Corrosion of various apparatus such as metal parts or articles is an issue affecting many industrial applications and processes and costs industry billions of dollars a year. Although corrosion-resistant coatings are currently in use, enhanced performance requires improved coating materials and methods for forming such coating. The rate of corrosion, oxidation and other chemical degradation of available coating materials limits the operation temperature to which coated articles may be exposed, thereby limiting the usefulness of coating in many chemical processing or industrial power generation applications. New coating materials and methods for making such materials are needed in such industrial applications for articles utilized in higher temperature environments, which temperatures in turn improve energy efficiency and reduce net emissions of many industrial processes.
One method utilized to minimize corrosion of metal articles is to increase the articles' corrosion resistance by alloying the articles with different metal additives. For example, the corrosion resistance of nickel-based alloys can be improved by additions of molybdenum and copper and the corrosion resistance of iron-based alloys can be increased by alloying with chromium. Unfortunately, many such metal additives can migrate from the metal article degrading the article's properties and contaminating their environment, undermining usefulness of migration-prone additives in many applications.

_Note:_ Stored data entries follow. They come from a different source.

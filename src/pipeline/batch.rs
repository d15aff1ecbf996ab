use std::time::Duration;

use tracing::{Instrument, error, info, info_span};
use uuid::Uuid;

use crate::error::ArticleError;
use crate::io::ArticleStore;
use crate::llm::{DraftGenerator, Rewriter, build_draft_prompt};
use crate::models::{ArticleOutcome, GenerateRequest};

pub const SUCCESS_MESSAGE: &str = "article generated";

/// Draft → rewrite → save pipeline over a sequential batch
pub struct Pipeline<D, R> {
    drafter: D,
    rewriter: R,
    store: ArticleStore,
}

/// Counts over a finished batch
#[derive(Debug, Clone, Copy, Default, PartialEq, Eq)]
pub struct BatchStats {
    pub succeeded: usize,
    pub failed: usize,
}

impl BatchStats {
    pub fn from_outcomes(outcomes: &[ArticleOutcome]) -> Self {
        let succeeded = outcomes.iter().filter(|o| o.success).count();
        Self {
            succeeded,
            failed: outcomes.len() - succeeded,
        }
    }
}

impl<D: DraftGenerator, R: Rewriter> Pipeline<D, R> {
    pub fn new(drafter: D, rewriter: R, store: ArticleStore) -> Self {
        Self {
            drafter,
            rewriter,
            store,
        }
    }

    pub fn store(&self) -> &ArticleStore {
        &self.store
    }

    /// Run a whole batch.
    ///
    /// Articles are produced one at a time. A failed article is recorded in
    /// its outcome and the loop moves on; the returned list always holds one
    /// outcome per requested article, in order. The configured delay follows
    /// each successful article except the last; a failed article moves
    /// straight on to the next one.
    pub async fn run_batch(&self, request: &GenerateRequest) -> Vec<ArticleOutcome> {
        let batch_id = Uuid::new_v4();
        let span = info_span!("batch", %batch_id);
        self.run_batch_inner(request).instrument(span).await
    }

    async fn run_batch_inner(&self, request: &GenerateRequest) -> Vec<ArticleOutcome> {
        let total = request.article_count;
        let prompt = build_draft_prompt(
            &request.prompt,
            request.keyword.as_deref(),
            request.topic.as_deref(),
        );
        let delay = Duration::from_secs(request.delay_seconds);

        info!(
            "Starting batch: {} articles, delay {}s, auto_save={}",
            total, request.delay_seconds, request.auto_save
        );
        if request.auto_save {
            info!("Saving articles under {:?}", self.store.root());
        }

        let mut outcomes = Vec::with_capacity(total as usize);

        for article_number in 1..=total {
            info!("Article {}/{}: starting", article_number, total);

            let mut outcome = ArticleOutcome::new(article_number);
            match self
                .process_article(&prompt, article_number, request.auto_save, &mut outcome)
                .await
            {
                Ok(()) => {
                    outcome.succeed(SUCCESS_MESSAGE);
                    outcomes.push(outcome);

                    if article_number < total && !delay.is_zero() {
                        info!("Waiting {}s before next article", request.delay_seconds);
                        tokio::time::sleep(delay).await;
                    }
                }
                Err(e) => {
                    error!("Article {} failed: {}", article_number, e);
                    outcome.fail(&e);
                    outcomes.push(outcome);
                }
            }
        }

        let stats = BatchStats::from_outcomes(&outcomes);
        info!(
            "Batch complete: {} succeeded, {} failed",
            stats.succeeded, stats.failed
        );

        outcomes
    }

    /// Process a single article, filling `outcome` as each step completes
    async fn process_article(
        &self,
        prompt: &str,
        article_number: u32,
        auto_save: bool,
        outcome: &mut ArticleOutcome,
    ) -> Result<(), ArticleError> {
        let draft = self.drafter.generate_draft(prompt).await?;
        info!(
            "Article {}: draft ready ({} chars)",
            article_number,
            draft.chars().count()
        );
        outcome.original_content = Some(draft.clone());

        let rewritten = self.rewriter.rewrite(&draft).await?;
        info!(
            "Article {}: rewrite ready ({} chars)",
            article_number,
            rewritten.chars().count()
        );
        outcome.replaced_content = Some(rewritten.clone());

        if auto_save {
            let path = self
                .store
                .save_pair(&draft, &rewritten, article_number)
                .await?;
            info!("Article {}: saved to {:?}", article_number, path);
            outcome.saved_file_path = Some(path.display().to_string());
        }

        Ok(())
    }
}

Currently, a common method of providing corrosion resistance to metallic articles is to coat the article with a corrosion-resistant material. However, to date such coatings are unable to withstand many common industrial applications. Moreover, coatings are typically applied by chemical vapor deposition processes, which are expensive and cannot be used to coat components with complex shapes. Therefore there is a need for chemically robust coatings and methods for their application.